In the entries below, which lines run from the one containing "in schema order." to the one containing "indent + 2);"? Copy exactly those lines, ends included, and no others.

************

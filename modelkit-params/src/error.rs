//! Error types for parameter validation

use thiserror::Error;

/// Result type for parameter operations
pub type Result<T> = std::result::Result<T, ParamError>;

/// Errors raised by per-field validation
#[derive(Debug, Clone, Error, PartialEq)]
pub enum ParamError {
    /// Value does not match the field's declared type
    #[error("parameter '{name}' expects {expected}, got {actual}")]
    TypeMismatch {
        name: String,
        expected: String,
        actual: String,
    },

    /// Numeric value outside the declared bounds
    #[error("parameter '{name}' value {value} is out of bounds [{low}, {high}]")]
    OutOfBounds {
        name: String,
        value: f64,
        low: f64,
        high: f64,
    },

    /// Bounds/errors/free supplied for a field that is not a numeric parameter
    #[error("field '{name}' is not a numeric parameter")]
    NotNumeric { name: String },
}
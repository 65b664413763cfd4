//! Schema-driven model container
//!
//! `modelkit-model` owns the container side of the parameter system: the
//! immutable `Schema` template, the per-instance `Model` with attribute-style
//! access, loader registration for derived fields, required-field tracking,
//! and the commit protocol that invalidates derived caches on every write.
//!
//! # Architecture
//!
//! - **Template and instance**: a `Schema` is built once per model type;
//!   every `Model` deep-copies it, so no value cell is shared
//! - **Explicit wiring**: derived-field loaders and the commit hook are
//!   registered on the `ModelBuilder` and never rebound afterwards
//! - **Invalidate, don't recompute**: a committed write marks every derived
//!   field stale; recomputation waits for the next read
//! - **Tolerant bulk configuration**: unknown names are logged and kept as
//!   ordinary attributes, but missing required fields fail loudly

pub mod error;
pub mod model;
pub mod render;
pub mod schema;

pub use error::{ModelError, Result};
pub use model::{Loader, Model, ModelBuilder, ModelHook};
pub use render::ModelRecord;
pub use schema::{Schema, SchemaBuilder};
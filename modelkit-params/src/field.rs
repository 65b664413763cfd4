//! The closed sum of the three field descriptors, with the accessors shared
//! across variants. A model stores its schema as a collection of `Field`s.

use crate::derived::Derived;
use crate::error::{ParamError, Result};
use crate::param::{Param, ParamUpdate};
use crate::property::Property;
use crate::record::FieldRecord;
use crate::value::{Value, ValueType};

/// Any field a schema can hold.
#[derive(Debug, Clone, PartialEq)]
pub enum Field {
    Property(Property),
    Param(Param),
    Derived(Derived),
}

impl Field {
    pub fn name(&self) -> &str {
        match self {
            Field::Property(p) => p.name(),
            Field::Param(p) => p.name(),
            Field::Derived(d) => d.name(),
        }
    }

    /// The current value: the set (or cached) value if any, else the default.
    pub fn current(&self) -> Option<&Value> {
        match self {
            Field::Property(p) => p.current(),
            Field::Param(p) => p.current(),
            Field::Derived(d) => d.current(),
        }
    }

    pub fn value_type(&self) -> Option<ValueType> {
        match self {
            Field::Property(p) => p.value_type(),
            Field::Param(p) => p.value_type(),
            Field::Derived(d) => d.value_type(),
        }
    }

    pub fn is_required(&self) -> bool {
        match self {
            Field::Property(p) => p.is_required(),
            Field::Param(p) => p.is_required(),
            // a derived value is computed, never demanded from the caller
            Field::Derived(_) => false,
        }
    }

    pub fn help(&self) -> &str {
        match self {
            Field::Property(p) => p.help(),
            Field::Param(p) => p.help(),
            Field::Derived(d) => d.help(),
        }
    }

    /// Apply an update. Only numeric parameters accept bounds/errors/free;
    /// for the other variants a structural update fails with `NotNumeric`.
    pub fn set(&mut self, update: ParamUpdate) -> Result<()> {
        match self {
            Field::Param(p) => p.set(update),
            Field::Property(p) => {
                if update.is_structural() {
                    return Err(ParamError::NotNumeric {
                        name: p.name().to_string(),
                    });
                }
                match update.value {
                    Some(value) => p.set_value(value),
                    None => Ok(()),
                }
            }
            Field::Derived(d) => {
                if update.is_structural() {
                    return Err(ParamError::NotNumeric {
                        name: d.name().to_string(),
                    });
                }
                match update.value {
                    Some(value) => d.cache(value),
                    None => Ok(()),
                }
            }
        }
    }

    /// Validate and store a plain value.
    pub fn set_value(&mut self, value: impl Into<Value>) -> Result<()> {
        self.set(ParamUpdate::new().value(value))
    }

    pub fn clear_value(&mut self) {
        match self {
            Field::Property(p) => p.clear_value(),
            Field::Param(p) => p.clear_value(),
            Field::Derived(d) => d.clear_value(),
        }
    }

    /// The scalar error of a numeric parameter; 0 for everything else.
    pub fn symmetric_error(&self) -> f64 {
        match self {
            Field::Param(p) => p.symmetric_error(),
            _ => 0.0,
        }
    }

    pub fn is_derived(&self) -> bool {
        matches!(self, Field::Derived(_))
    }

    pub fn as_param(&self) -> Option<&Param> {
        match self {
            Field::Param(p) => Some(p),
            _ => None,
        }
    }

    pub fn as_derived(&self) -> Option<&Derived> {
        match self {
            Field::Derived(d) => Some(d),
            _ => None,
        }
    }

    pub fn to_record(&self) -> FieldRecord {
        match self {
            Field::Property(p) => p.to_record(),
            Field::Param(p) => p.to_record(),
            Field::Derived(d) => d.to_record(),
        }
    }

    /// Check the prototype's stored state. Run once at schema assembly.
    pub fn validate(&self) -> Result<()> {
        match self {
            Field::Property(p) => p.validate(),
            Field::Param(p) => p.validate(),
            Field::Derived(d) => d.validate(),
        }
    }
}

impl From<Property> for Field {
    fn from(p: Property) -> Self {
        Field::Property(p)
    }
}

impl From<Param> for Field {
    fn from(p: Param) -> Self {
        Field::Param(p)
    }
}

impl From<Derived> for Field {
    fn from(d: Derived) -> Self {
        Field::Derived(d)
    }
}

#[cfg(test)]
mod tests {
    use super::*;

    #[test]
    fn structural_update_on_a_property_is_refused() {
        let mut field = Field::from(Property::new("label").with_value("x"));
        let err = field
            .set(ParamUpdate::new().value("y").bounds(0.0, 1.0))
            .unwrap_err();
        assert!(matches!(err, ParamError::NotNumeric { .. }));
        // nothing was applied
        assert_eq!(field.current(), Some(&Value::Str("x".into())));
    }

    #[test]
    fn plain_value_update_reaches_every_variant() {
        let mut property = Field::from(Property::new("a"));
        property.set_value("text").unwrap();
        assert_eq!(property.current(), Some(&Value::Str("text".into())));

        let mut param = Field::from(Param::new("b"));
        param.set_value(2.0).unwrap();
        assert_eq!(param.current(), Some(&Value::Float(2.0)));

        let mut derived = Field::from(Derived::new("c"));
        derived.set_value(3.0).unwrap();
        assert_eq!(derived.current(), Some(&Value::Float(3.0)));
        assert!(!derived.as_derived().unwrap().is_stale());
    }

    #[test]
    fn symmetric_error_is_zero_off_params() {
        assert_eq!(Field::from(Property::new("a")).symmetric_error(), 0.0);
        assert_eq!(Field::from(Derived::new("c")).symmetric_error(), 0.0);
    }

    #[test]
    fn derived_fields_are_never_required() {
        assert!(!Field::from(Derived::new("d")).is_required());
    }
}
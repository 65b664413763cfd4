//! Serialization and human-readable rendering of a model.
//!
//! `ModelRecord` is the ordered wire view (a synthetic `name` entry followed
//! by one attribute record per field) and round-trips through YAML.
//! `render_text` produces the aligned multi-line summary block.

use std::fmt;
use std::fmt::Write;

use indexmap::IndexMap;
use modelkit_params::FieldRecord;
use serde::{Deserialize, Serialize};

use crate::error::Result;
use crate::model::Model;

/// The ordered record of a model: its type name, then every field's
/// attribute record in schema order.
#[derive(Debug, Clone, PartialEq, Serialize, Deserialize)]
pub struct ModelRecord {
    pub name: String,
    #[serde(flatten)]
    pub params: IndexMap<String, FieldRecord>,
}

impl Model {
    /// The ordered record of this model.
    pub fn to_record(&self) -> ModelRecord {
        ModelRecord {
            name: self.name.clone(),
            params: self
                .params
                .iter()
                .map(|(name, field)| (name.clone(), field.to_record()))
                .collect(),
        }
    }

    /// Dump this model's record as a YAML string.
    pub fn dump(&self) -> Result<String> {
        Ok(serde_yaml_ng::to_string(&self.to_record())?)
    }

    /// A multi-line summary: the type name at `indent`, then one aligned
    /// `name : value` line per field. A model with no fields renders as just
    /// the header line.
    pub fn render_text(&self, indent: usize) -> String {
        let mut out = String::new();
        let _ = write!(out, "{:indent$}{}", "", self.name, indent = indent);
        if self.params.is_empty() {
            return out;
        }
        let _ = write!(out, "\n{:pad$}Parameters:", "", pad = indent + 2);
        let width = self.params.keys().map(String::len).max().unwrap_or(0);
        for (name, field) in &self.params {
            let value = match field.current() {
                Some(value) => value.to_string(),
                None => "~".to_string(),
            };
            let _ = write!(out, "\n{:pad$}{name:<width$} : {value}", "", pad = indent + 4);
        }
        out
    }
}

impl fmt::Display for Model {
    fn fmt(&self, f: &mut fmt::Formatter<'_>) -> fmt::Result {
        f.write_str(&self.render_text(0))
    }
}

************

> **The answer**:
/// attribute record in schema order.
#[derive(Debug, Clone, PartialEq, Serialize, Deserialize)]
pub struct ModelRecord {
    pub name: String,
    #[serde(flatten)]
    pub params: IndexMap<String, FieldRecord>,
}

impl Model {
    /// The ordered record of this model.
    pub fn to_record(&self) -> ModelRecord {
        ModelRecord {
            name: self.name.clone(),
            params: self
                .params
                .iter()
                .map(|(name, field)| (name.clone(), field.to_record()))
                .collect(),
        }
    }

    /// Dump this model's record as a YAML string.
    pub fn dump(&self) -> Result<String> {
        Ok(serde_yaml_ng::to_string(&self.to_record())?)
    }

    /// A multi-line summary: the type name at `indent`, then one aligned
    /// `name : value` line per field. A model with no fields renders as just
    /// the header line.
    pub fn render_text(&self, indent: usize) -> String {
        let mut out = String::new();
        let _ = write!(out, "{:indent$}{}", "", self.name, indent = indent);
        if self.params.is_empty() {
            return out;
        }
        let _ = write!(out, "\n{:pad$}Parameters:", "", pad = indent + 2);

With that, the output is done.